| Data for processing |
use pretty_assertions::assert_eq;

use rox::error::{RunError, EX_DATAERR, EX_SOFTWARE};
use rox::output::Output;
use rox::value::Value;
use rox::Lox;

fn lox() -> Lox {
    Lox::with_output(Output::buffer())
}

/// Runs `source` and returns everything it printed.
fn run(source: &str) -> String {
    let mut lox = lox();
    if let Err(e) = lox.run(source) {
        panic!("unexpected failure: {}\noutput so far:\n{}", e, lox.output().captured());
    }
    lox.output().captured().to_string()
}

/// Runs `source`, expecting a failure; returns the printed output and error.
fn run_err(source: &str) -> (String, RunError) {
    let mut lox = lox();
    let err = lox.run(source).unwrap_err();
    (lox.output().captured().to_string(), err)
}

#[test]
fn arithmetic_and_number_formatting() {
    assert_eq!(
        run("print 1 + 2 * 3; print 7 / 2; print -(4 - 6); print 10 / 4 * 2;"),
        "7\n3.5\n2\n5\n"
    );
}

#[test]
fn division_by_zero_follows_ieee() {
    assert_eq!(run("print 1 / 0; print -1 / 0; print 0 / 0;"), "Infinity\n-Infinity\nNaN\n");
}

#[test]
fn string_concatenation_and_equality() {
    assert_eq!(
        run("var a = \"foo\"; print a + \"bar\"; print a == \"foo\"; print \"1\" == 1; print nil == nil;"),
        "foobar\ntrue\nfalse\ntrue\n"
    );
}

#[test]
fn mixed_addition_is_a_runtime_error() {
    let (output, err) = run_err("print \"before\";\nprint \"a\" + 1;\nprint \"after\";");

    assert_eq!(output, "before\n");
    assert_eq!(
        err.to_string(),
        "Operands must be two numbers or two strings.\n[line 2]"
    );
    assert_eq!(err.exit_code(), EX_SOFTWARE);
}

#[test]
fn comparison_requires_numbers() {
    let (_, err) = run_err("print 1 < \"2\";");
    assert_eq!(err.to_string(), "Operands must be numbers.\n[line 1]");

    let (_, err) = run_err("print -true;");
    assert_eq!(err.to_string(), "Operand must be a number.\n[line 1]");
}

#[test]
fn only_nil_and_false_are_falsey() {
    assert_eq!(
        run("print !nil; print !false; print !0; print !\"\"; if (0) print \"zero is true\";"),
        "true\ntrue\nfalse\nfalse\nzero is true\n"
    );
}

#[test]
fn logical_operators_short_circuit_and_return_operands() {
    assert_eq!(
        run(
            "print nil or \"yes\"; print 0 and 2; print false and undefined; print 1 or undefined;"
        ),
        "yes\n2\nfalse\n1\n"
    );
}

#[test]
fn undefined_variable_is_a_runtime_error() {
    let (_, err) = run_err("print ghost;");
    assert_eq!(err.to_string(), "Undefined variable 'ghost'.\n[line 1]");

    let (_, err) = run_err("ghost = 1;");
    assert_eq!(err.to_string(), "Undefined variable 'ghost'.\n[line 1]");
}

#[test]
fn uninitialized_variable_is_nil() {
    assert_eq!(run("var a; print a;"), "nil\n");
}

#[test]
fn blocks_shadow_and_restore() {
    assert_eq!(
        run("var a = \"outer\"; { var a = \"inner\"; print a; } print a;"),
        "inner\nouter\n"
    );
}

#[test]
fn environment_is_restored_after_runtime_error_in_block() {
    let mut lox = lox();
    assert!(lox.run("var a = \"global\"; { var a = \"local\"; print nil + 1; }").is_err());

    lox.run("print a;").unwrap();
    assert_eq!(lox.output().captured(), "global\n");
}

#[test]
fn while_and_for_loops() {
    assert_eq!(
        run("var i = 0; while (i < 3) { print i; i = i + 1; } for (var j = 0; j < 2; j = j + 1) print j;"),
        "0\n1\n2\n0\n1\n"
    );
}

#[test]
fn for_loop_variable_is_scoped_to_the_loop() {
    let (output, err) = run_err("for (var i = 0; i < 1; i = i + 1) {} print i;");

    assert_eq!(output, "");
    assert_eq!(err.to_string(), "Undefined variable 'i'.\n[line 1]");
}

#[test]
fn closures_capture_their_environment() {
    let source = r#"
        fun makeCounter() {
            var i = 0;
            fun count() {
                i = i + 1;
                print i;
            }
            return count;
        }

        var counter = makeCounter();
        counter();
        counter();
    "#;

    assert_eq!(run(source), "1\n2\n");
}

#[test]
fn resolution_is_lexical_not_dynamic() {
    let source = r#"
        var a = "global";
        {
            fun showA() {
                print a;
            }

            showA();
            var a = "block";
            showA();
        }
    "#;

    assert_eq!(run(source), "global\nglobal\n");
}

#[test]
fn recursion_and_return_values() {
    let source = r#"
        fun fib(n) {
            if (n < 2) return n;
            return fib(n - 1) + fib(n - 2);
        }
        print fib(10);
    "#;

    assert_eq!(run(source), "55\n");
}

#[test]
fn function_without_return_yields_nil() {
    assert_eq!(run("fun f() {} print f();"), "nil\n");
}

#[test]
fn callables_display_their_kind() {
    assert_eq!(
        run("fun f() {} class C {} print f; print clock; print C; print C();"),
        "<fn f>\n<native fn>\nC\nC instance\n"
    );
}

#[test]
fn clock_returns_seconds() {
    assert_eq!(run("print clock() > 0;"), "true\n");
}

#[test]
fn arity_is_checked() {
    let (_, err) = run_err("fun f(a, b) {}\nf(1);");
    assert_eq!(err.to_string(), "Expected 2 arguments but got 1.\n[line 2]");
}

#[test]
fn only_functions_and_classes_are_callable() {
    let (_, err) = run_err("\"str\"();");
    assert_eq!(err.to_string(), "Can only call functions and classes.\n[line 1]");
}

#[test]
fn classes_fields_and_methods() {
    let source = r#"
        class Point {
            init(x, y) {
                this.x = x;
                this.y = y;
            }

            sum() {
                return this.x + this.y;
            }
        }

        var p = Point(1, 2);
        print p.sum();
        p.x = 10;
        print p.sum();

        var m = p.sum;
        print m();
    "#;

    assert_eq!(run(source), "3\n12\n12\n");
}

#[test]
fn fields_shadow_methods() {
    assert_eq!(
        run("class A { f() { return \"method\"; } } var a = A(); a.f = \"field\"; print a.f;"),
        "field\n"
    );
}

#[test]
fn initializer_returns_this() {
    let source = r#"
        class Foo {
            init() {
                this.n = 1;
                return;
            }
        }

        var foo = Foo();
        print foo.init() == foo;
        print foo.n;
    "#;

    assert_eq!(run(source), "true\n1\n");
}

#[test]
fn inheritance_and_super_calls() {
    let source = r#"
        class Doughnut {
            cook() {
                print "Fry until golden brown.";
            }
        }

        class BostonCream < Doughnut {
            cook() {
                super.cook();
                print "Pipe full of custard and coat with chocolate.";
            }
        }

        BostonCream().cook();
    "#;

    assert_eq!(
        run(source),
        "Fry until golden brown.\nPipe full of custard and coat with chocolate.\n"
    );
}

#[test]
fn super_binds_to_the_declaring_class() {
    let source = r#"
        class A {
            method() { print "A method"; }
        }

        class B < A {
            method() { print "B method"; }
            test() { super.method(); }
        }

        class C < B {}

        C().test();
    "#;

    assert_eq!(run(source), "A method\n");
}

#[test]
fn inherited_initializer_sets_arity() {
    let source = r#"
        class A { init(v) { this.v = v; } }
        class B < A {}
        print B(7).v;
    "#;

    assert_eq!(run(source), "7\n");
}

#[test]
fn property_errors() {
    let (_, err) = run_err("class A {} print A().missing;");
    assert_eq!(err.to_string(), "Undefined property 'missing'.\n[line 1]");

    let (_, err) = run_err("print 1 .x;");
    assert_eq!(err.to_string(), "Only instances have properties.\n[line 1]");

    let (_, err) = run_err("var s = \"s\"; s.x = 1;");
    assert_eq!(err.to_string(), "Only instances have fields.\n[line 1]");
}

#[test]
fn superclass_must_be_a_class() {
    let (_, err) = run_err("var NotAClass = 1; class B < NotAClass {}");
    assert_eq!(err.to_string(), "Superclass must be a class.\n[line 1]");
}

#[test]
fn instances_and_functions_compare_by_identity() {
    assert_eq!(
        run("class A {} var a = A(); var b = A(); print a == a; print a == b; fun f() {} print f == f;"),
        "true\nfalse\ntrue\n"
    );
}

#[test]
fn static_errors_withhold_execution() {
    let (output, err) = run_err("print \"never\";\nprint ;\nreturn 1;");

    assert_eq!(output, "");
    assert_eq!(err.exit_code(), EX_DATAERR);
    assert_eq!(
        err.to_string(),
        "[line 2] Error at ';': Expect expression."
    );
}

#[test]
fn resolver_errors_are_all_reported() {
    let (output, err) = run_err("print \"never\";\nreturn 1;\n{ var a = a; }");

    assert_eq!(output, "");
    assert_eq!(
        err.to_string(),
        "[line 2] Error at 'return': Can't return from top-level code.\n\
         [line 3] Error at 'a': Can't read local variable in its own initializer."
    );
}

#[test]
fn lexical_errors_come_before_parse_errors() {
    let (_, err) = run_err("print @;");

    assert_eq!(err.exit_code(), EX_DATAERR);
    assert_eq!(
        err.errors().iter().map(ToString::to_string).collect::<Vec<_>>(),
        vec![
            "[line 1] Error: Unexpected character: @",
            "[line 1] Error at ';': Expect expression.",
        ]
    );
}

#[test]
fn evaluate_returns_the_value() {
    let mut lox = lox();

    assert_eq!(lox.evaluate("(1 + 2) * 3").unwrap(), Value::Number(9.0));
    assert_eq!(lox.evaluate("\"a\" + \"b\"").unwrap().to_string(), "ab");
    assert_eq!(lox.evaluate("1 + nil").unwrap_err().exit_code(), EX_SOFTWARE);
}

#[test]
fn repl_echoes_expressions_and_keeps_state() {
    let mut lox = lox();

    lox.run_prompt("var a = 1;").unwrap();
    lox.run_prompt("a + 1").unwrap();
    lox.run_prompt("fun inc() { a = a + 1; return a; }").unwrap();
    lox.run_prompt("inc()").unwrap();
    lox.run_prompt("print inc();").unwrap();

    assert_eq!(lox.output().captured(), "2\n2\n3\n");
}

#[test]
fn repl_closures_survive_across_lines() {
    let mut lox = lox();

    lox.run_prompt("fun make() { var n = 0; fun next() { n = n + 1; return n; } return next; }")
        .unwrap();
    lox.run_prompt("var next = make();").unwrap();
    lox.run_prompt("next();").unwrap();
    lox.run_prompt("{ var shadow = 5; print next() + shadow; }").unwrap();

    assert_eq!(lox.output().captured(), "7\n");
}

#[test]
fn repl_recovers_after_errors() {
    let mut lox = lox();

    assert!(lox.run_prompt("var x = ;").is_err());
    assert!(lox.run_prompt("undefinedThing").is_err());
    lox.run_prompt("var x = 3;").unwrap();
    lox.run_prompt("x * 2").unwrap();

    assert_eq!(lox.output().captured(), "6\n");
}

---

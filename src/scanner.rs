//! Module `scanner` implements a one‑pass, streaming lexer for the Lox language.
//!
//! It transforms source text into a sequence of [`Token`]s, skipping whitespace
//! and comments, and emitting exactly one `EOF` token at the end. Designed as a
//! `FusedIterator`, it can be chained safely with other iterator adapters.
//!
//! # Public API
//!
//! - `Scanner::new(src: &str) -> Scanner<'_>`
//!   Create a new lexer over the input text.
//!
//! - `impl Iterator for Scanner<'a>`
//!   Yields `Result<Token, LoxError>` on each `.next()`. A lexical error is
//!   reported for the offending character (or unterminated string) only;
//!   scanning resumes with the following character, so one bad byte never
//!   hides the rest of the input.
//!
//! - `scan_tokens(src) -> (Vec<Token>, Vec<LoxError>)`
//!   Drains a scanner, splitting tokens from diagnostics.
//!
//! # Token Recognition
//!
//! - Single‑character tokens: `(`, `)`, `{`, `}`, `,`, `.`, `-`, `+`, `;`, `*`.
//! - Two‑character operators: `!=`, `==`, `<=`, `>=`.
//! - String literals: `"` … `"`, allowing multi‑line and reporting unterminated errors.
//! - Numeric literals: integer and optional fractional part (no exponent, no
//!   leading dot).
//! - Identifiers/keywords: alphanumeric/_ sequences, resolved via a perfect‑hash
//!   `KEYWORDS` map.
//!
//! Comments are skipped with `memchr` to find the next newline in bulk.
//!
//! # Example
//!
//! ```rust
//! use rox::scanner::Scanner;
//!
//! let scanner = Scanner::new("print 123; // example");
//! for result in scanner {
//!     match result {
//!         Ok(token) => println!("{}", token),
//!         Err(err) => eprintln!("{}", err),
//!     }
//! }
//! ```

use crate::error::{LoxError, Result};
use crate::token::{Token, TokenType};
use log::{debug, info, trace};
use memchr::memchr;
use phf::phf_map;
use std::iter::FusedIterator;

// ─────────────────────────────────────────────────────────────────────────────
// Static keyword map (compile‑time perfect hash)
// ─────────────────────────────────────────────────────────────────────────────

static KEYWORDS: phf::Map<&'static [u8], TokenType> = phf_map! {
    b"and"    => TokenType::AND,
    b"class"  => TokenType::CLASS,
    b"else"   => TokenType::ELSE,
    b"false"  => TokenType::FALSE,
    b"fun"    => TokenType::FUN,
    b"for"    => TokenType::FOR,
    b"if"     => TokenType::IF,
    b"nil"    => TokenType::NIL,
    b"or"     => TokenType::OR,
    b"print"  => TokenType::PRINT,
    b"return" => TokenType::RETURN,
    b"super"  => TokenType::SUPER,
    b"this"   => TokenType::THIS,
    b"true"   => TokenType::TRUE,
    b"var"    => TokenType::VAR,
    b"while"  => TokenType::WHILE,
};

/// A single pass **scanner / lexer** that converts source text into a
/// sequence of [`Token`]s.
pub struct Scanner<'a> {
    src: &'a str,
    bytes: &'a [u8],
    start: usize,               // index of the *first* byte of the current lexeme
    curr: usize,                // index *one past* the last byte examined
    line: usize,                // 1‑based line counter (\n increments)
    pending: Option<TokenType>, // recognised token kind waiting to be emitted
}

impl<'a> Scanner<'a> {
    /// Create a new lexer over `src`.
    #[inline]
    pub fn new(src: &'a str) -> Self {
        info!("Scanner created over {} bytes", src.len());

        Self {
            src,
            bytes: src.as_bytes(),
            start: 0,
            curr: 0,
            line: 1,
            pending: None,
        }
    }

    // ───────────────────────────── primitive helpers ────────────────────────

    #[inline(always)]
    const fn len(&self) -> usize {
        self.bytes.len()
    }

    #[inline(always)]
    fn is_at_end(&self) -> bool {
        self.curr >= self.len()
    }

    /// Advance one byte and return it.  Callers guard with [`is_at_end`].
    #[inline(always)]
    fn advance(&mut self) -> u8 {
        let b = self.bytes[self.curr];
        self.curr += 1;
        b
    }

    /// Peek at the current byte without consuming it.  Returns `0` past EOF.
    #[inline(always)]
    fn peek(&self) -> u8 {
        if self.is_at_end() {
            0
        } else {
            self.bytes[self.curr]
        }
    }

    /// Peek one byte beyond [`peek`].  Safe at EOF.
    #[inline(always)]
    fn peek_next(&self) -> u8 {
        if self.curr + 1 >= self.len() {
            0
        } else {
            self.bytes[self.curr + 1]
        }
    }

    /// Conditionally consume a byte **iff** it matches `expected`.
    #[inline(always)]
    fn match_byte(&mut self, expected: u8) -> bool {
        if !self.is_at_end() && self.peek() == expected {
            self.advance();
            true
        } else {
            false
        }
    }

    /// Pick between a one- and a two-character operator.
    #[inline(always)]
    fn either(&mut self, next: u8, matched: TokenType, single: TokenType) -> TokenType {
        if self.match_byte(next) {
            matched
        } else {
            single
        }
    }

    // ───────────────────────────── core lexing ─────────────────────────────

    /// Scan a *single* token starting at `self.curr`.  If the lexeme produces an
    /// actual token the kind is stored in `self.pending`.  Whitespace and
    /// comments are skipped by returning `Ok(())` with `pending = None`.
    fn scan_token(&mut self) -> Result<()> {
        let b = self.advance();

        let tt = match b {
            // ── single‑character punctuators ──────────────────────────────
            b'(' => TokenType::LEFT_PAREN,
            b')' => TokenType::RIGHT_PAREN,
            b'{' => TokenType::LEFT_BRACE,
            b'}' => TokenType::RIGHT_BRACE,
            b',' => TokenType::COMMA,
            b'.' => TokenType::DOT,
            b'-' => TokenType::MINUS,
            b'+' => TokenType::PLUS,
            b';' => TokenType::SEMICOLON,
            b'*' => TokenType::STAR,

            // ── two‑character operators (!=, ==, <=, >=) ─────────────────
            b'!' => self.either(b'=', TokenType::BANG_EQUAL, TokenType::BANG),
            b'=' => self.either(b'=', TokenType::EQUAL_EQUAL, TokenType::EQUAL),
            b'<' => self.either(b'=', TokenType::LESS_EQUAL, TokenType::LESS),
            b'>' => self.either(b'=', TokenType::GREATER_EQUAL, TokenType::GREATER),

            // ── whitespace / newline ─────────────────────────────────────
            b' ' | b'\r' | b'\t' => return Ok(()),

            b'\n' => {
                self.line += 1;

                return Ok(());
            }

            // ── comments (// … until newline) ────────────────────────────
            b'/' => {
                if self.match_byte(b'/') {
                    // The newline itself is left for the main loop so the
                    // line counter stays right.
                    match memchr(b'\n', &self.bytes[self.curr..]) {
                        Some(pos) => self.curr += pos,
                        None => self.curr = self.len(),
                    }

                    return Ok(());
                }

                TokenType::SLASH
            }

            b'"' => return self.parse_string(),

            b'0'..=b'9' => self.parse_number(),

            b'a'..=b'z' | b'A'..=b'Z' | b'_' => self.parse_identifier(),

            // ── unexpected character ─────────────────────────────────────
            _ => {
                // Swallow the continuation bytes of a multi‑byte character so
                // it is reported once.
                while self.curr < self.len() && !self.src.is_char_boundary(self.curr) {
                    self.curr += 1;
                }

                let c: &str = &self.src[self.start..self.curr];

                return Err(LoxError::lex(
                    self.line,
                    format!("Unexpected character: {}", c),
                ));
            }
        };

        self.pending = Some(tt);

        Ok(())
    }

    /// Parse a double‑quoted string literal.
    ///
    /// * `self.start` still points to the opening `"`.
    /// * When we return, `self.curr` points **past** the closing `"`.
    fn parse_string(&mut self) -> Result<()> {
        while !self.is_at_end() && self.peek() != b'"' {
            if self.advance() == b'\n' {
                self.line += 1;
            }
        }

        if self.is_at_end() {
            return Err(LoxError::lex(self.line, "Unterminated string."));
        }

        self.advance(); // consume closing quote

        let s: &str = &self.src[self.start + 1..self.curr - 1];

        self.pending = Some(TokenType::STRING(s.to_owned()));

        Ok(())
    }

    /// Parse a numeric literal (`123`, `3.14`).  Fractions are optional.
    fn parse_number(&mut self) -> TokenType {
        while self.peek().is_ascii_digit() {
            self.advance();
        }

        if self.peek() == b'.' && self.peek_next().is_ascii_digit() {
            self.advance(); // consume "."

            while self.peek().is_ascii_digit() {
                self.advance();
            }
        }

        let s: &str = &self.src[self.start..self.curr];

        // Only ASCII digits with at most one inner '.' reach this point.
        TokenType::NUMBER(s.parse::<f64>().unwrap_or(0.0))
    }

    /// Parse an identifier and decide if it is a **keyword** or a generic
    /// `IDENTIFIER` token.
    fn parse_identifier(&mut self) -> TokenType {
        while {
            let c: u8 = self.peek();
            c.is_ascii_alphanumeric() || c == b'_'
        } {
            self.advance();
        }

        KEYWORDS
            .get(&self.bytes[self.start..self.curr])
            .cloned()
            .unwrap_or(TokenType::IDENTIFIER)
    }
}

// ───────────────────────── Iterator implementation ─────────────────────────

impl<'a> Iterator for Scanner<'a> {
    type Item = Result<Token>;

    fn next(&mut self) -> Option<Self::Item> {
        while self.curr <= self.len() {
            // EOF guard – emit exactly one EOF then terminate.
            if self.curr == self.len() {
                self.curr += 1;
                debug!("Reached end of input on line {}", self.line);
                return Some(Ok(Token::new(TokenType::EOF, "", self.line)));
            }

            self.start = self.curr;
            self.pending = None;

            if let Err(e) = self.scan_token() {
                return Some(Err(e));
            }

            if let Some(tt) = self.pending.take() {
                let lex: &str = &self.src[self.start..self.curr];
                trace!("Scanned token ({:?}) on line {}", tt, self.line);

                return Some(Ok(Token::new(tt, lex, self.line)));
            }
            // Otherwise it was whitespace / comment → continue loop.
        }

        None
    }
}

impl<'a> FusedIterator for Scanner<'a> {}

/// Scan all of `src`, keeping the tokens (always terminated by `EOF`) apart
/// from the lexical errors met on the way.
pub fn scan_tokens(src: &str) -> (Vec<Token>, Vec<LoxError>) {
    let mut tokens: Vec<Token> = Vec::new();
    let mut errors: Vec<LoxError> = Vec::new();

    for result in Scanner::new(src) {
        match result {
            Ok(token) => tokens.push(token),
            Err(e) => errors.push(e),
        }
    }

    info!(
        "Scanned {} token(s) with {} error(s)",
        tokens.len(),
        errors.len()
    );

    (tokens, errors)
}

| Prompt |
Taking each line of the material above in turn, count those containing the string "coat". State the number alone.

| Answer for the task |
2